SS: Does camaraderie exist in the Senate the way it used to, or is it following the partisan lead of the House?
FT: We’re becoming more like the House, in a perpetual campaign just like the House. I think it probably has more to do with the pace of our activities than anything else. We’re on airplanes every weekend. We’re consumed with raising money. We have more and more issues to deal with, and media scrutiny, as well as media opportunities on talk shows every weekend. All that leads to a more hectic, fractured, on-the-go existence. People don’t take a lot of downtime.
SS: Is downtime something you miss?
FT: Yes, I do. I think we’d be better off it were different, but I think it’s part of modern life. We’re not pacesetters around here. We’re followers of the rest of the country.
SS: Is that frustrating to you?
FT: There’s so much legislation and so many complexities involved with the issues that we deal with that I find there’s not enough time to adequately deal with every issue that comes along.
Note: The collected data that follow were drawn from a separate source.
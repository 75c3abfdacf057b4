//! Scope validation.
//!
//! Rules, first match wins:
//! 1. off-topic intent, a blocked pattern, or (strict) no research domain → rejected
//! 2. paper context required, no papers attached, no retrieval → clarify
//! 3. otherwise accepted, with warnings for soft issues

use crate::config::{ScopeMatcher, ScopePolicy};
use crate::state::{Intent, QuestionType, ScopeDecision};
use crate::text;

/// Connectives that usually join two separate questions.
const PART_SEPARATORS: &[&str] = &[" and also ", " as well as ", " additionally ", "; "];

#[derive(Debug, Clone)]
pub struct ScopeValidator {
    policy: ScopePolicy,
    matcher: ScopeMatcher,
    retrieval_available: bool,
}

impl ScopeValidator {
    pub fn new(policy: ScopePolicy, matcher: ScopeMatcher, retrieval_available: bool) -> Self {
        Self {
            policy,
            matcher,
            retrieval_available,
        }
    }

    pub fn validate(
        &self,
        question: &str,
        intent: &Intent,
        papers_attached: usize,
    ) -> ScopeDecision {
        if intent.question_type == QuestionType::OffTopic {
            return ScopeDecision::rejected(vec!["question is not about research".to_string()]);
        }
        if self.matcher.is_blocked(question) {
            return ScopeDecision::rejected(vec![
                "question matches a blocked scope pattern".to_string(),
            ]);
        }
        let in_domain = self.matcher.mentions_domain(question);
        if !in_domain && self.policy.strict_domains {
            return ScopeDecision::rejected(vec![
                "question is outside the configured research domains".to_string(),
            ]);
        }

        if intent.requires_paper_context && papers_attached == 0 && !self.retrieval_available {
            return ScopeDecision::clarify(vec![
                "question refers to a paper but none is attached".to_string(),
            ]);
        }

        let mut warnings = Vec::new();
        let parts = count_parts(question);
        if parts > self.policy.max_question_parts {
            warnings.push(format!(
                "question appears to have {} parts; answering them together",
                parts
            ));
        }
        let word_count = text::words(question).len();
        if word_count < self.policy.min_question_words {
            warnings.push(format!(
                "question is very short ({} words) and may be ambiguous",
                word_count
            ));
        }
        if !in_domain {
            warnings.push("question names none of the configured research domains".to_string());
        }
        if intent.requires_paper_context && papers_attached == 0 {
            warnings.push("no paper attached; answering from retrieved papers".to_string());
        }

        ScopeDecision::accepted(warnings)
    }
}

/// Question marks and joining connectives, at least one part.
fn count_parts(question: &str) -> usize {
    let marks = question.matches('?').count();
    let lower = format!(" {} ", question.to_lowercase());
    let joins: usize = PART_SEPARATORS
        .iter()
        .map(|sep| lower.matches(sep).count())
        .sum();
    marks.max(1) + joins
}
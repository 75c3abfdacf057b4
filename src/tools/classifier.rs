//! Language-model intent classification, used when the lexical heuristics
//! cannot settle a question.

use super::generation::TextGenerator;
use super::{IntentClassifier, ToolError};
use crate::state::{GenerationSettings, Intent, QuestionType};
use async_trait::async_trait;
use serde::Deserialize;
use std::sync::Arc;

const PROMPT_TEMPLATE: &str = r#"Classify the research question below.

Answer with a single JSON object and nothing else:
{"question_type": "<one of: factual-lookup, understanding, comparison, critique, synthesis, off-topic>",
 "requires_external_evidence": <true if answering needs papers beyond those the user attached>,
 "requires_paper_context": <true if the question refers to a specific paper or study>}

Question: "#;

pub struct GenerativeIntentClassifier {
    generator: Arc<dyn TextGenerator>,
}

impl GenerativeIntentClassifier {
    pub fn new(generator: Arc<dyn TextGenerator>) -> Self {
        Self { generator }
    }
}

#[derive(Debug, Deserialize)]
struct IntentReply {
    question_type: String,
    #[serde(default)]
    requires_external_evidence: bool,
    #[serde(default)]
    requires_paper_context: bool,
}

/// Pull the first JSON object out of a model reply, tolerating prose and
/// code fences around it.
pub fn parse_intent_reply(reply: &str) -> Result<Intent, ToolError> {
    let start = reply.find('{');
    let end = reply.rfind('}');
    let json = match (start, end) {
        (Some(s), Some(e)) if s < e => &reply[s..=e],
        _ => {
            return Err(ToolError::InvalidResponse(
                "classifier reply contains no JSON object".to_string(),
            ))
        }
    };

    let parsed: IntentReply = serde_json::from_str(json)
        .map_err(|e| ToolError::InvalidResponse(format!("classifier reply: {}", e)))?;
    let question_type: QuestionType = parsed
        .question_type
        .parse()
        .map_err(ToolError::InvalidResponse)?;

    if question_type == QuestionType::OffTopic {
        return Ok(Intent::off_topic());
    }
    Ok(Intent {
        question_type,
        requires_external_evidence: parsed.requires_external_evidence,
        requires_paper_context: parsed.requires_paper_context,
    })
}

#[async_trait]
impl IntentClassifier for GenerativeIntentClassifier {
    fn name(&self) -> &str {
        "generative-classifier"
    }

    async fn classify(
        &self,
        question: &str,
        settings: &GenerationSettings,
    ) -> Result<Intent, ToolError> {
        let prompt = format!("{}{}", PROMPT_TEMPLATE, question.trim());
        // Classification wants a deterministic, short answer whatever the
        // conversation's own sampling settings are.
        let settings = GenerationSettings {
            temperature: 0.0,
            max_tokens: settings.max_tokens.min(200),
            ..settings.clone()
        };
        let reply = self.generator.generate(&prompt, &settings).await?;
        parse_intent_reply(&reply)
    }
}
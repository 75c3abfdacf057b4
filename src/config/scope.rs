//! Scope policy: which questions the agent accepts.

use super::ConfigError;
use globset::{GlobBuilder, GlobSet, GlobSetBuilder};
use serde::{Deserialize, Serialize};

/// Scope policy injected into the validator.
///
/// Patterns are globs matched against the lowercased, whitespace-normalised
/// question, e.g. `"*capital of *"`.
#[derive(Debug, Clone, PartialEq, Eq, Serialize, Deserialize)]
#[serde(default)]
pub struct ScopePolicy {
    /// A match puts the question out of scope
    pub blocked_patterns: Vec<String>,
    /// Research-domain keywords. Empty means any domain
    pub research_domains: Vec<String>,
    /// Reject (instead of warn) questions naming none of `research_domains`
    pub strict_domains: bool,
    /// Warn when a question has more parts than this
    pub max_question_parts: usize,
    /// Warn when a question is shorter than this
    pub min_question_words: usize,
}

impl Default for ScopePolicy {
    fn default() -> Self {
        Self {
            blocked_patterns: vec![
                "*write me a poem*".to_string(),
                "*write a story*".to_string(),
                "*tell me a joke*".to_string(),
                "*lottery numbers*".to_string(),
                "*horoscope*".to_string(),
            ],
            research_domains: Vec::new(),
            strict_domains: false,
            max_question_parts: 2,
            min_question_words: 3,
        }
    }
}

impl ScopePolicy {
    pub fn validate(&self) -> Result<(), ConfigError> {
        if self.max_question_parts == 0 {
            return Err(ConfigError::Validation {
                field: "scope.max_question_parts".to_string(),
                message: "must be at least 1".to_string(),
            });
        }
        self.compile().map(|_| ())
    }

    /// Compile the blocked patterns once, at startup.
    pub fn compile(&self) -> Result<ScopeMatcher, ConfigError> {
        let mut builder = GlobSetBuilder::new();
        for pattern in &self.blocked_patterns {
            let glob = GlobBuilder::new(&pattern.to_lowercase())
                .case_insensitive(true)
                .build()
                .map_err(|source| ConfigError::Pattern {
                    pattern: pattern.clone(),
                    source,
                })?;
            builder.add(glob);
        }
        let blocked = builder.build().map_err(|source| ConfigError::Pattern {
            pattern: self.blocked_patterns.join(", "),
            source,
        })?;

        Ok(ScopeMatcher {
            blocked,
            domains: self
                .research_domains
                .iter()
                .map(|d| d.to_lowercase())
                .collect(),
        })
    }
}

/// Compiled form of [`ScopePolicy`].
#[derive(Debug, Clone)]
pub struct ScopeMatcher {
    blocked: GlobSet,
    domains: Vec<String>,
}

impl Default for ScopeMatcher {
    fn default() -> Self {
        Self {
            blocked: GlobSet::empty(),
            domains: Vec::new(),
        }
    }
}

impl ScopeMatcher {
    pub fn is_blocked(&self, question: &str) -> bool {
        self.blocked.is_match(normalise(question))
    }

    /// True when no domains are configured or the question names one.
    pub fn mentions_domain(&self, question: &str) -> bool {
        if self.domains.is_empty() {
            return true;
        }
        let question = normalise(question);
        self.domains.iter().any(|d| question.contains(d.as_str()))
    }
}

fn normalise(question: &str) -> String {
    question
        .split_whitespace()
        .collect::<Vec<_>>()
        .join(" ")
        .to_lowercase()
}
//! Benchmarks for evidence synthesis with growing claim counts.

use criterion::{black_box, criterion_group, criterion_main, BenchmarkId, Criterion};
use scholar::config::SynthesisConfig;
use scholar::pipeline::EvidenceSynthesizer;
use scholar::state::{
    Claim, ReasoningState, Reliability, ReliabilityAssessment, Section, StateDelta,
};

const STATEMENTS: &[&str] = &[
    "Method A outperforms method B on classification accuracy",
    "Method B outperforms method A on classification accuracy",
    "The treatment reduced symptom severity in adult patients",
    "The treatment did not reduce symptom severity in adult patients",
    "Sleep deprivation impairs memory consolidation in healthy adults",
    "The sample was drawn from a single urban hospital",
    "Participants were randomly assigned to two equal groups",
    "Follow-up was limited to six months after the intervention",
];

const GRADES: [Reliability; 3] = [Reliability::Low, Reliability::Medium, Reliability::High];

fn create_state(paper_count: usize, claims_per_paper: usize) -> ReasoningState {
    let mut delta = StateDelta::default();
    for p in 0..paper_count {
        let paper_id = format!("paper-{}", p);
        for c in 0..claims_per_paper {
            let section = Section::ALL[c % Section::ALL.len()];
            delta.claims.push(Claim {
                id: format!("{}#{}-{}", paper_id, section.as_str(), c),
                source_paper_id: paper_id.clone(),
                statement: STATEMENTS[(p + c) % STATEMENTS.len()].to_string(),
                section_origin: section,
            });
        }
        delta.assessments.push(ReliabilityAssessment {
            paper_id,
            reliability: GRADES[p % GRADES.len()],
            factors: Vec::new(),
        });
    }
    ReasoningState::new("How do the treatment results compare across these studies?").merge(delta)
}

fn bench_synthesis(c: &mut Criterion) {
    let synthesizer = EvidenceSynthesizer::new(SynthesisConfig::default());
    let mut group = c.benchmark_group("synthesis");

    for papers in [2, 5, 10, 20] {
        let state = create_state(papers, 12);
        group.bench_with_input(BenchmarkId::new("papers", papers), &state, |b, state| {
            b.iter(|| black_box(synthesizer.synthesize(black_box(state))));
        });
    }

    group.finish();
}

criterion_group!(benches, bench_synthesis);
criterion_main!(benches);
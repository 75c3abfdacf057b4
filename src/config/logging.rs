//! Logging configuration

use serde::{Deserialize, Serialize};
use std::collections::HashMap;
use std::str::FromStr;

/// Log output format
#[derive(Debug, Clone, Copy, PartialEq, Eq, Serialize, Deserialize, Default)]
#[serde(rename_all = "snake_case")]
pub enum LogFormat {
    /// Multi-line human output
    Pretty,
    /// Single-line human output, for `scholar ask` in scripts
    #[default]
    Compact,
    /// JSON lines for log shippers
    Json,
}

impl FromStr for LogFormat {
    type Err = String;

    fn from_str(s: &str) -> Result<Self, Self::Err> {
        match s.to_lowercase().as_str() {
            "pretty" => Ok(LogFormat::Pretty),
            "compact" => Ok(LogFormat::Compact),
            "json" => Ok(LogFormat::Json),
            _ => Err(format!("Invalid log format: {}", s)),
        }
    }
}

#[derive(Debug, Clone, Serialize, Deserialize)]
#[serde(default)]
pub struct LoggingConfig {
    pub level: String,
    pub format: LogFormat,
    /// Per-module levels, e.g. {"pipeline": "debug", "tools": "trace"}
    #[serde(skip_serializing_if = "Option::is_none")]
    pub component_levels: Option<HashMap<String, String>>,
    /// Log (truncated) question text and claim statements.
    /// Off by default: questions may contain unpublished research.
    pub enable_content_logging: bool,
}

impl Default for LoggingConfig {
    fn default() -> Self {
        Self {
            level: "warn".to_string(),
            format: LogFormat::Compact,
            component_levels: None,
            enable_content_logging: false,
        }
    }
}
There’s just too much, and that’s frustrating.
SS: What do you feel is the greatest lesson you’ve learned in the Senate?
FT: Don’t get between your colleagues and the television cameras [Laughs]. I think we’re probably a microcosm of society. We have all the good and all the bad qualities that you find in society.
SS: Do you feel you’re making a difference?
FT: There hasn’t been a revolution since I’ve been here.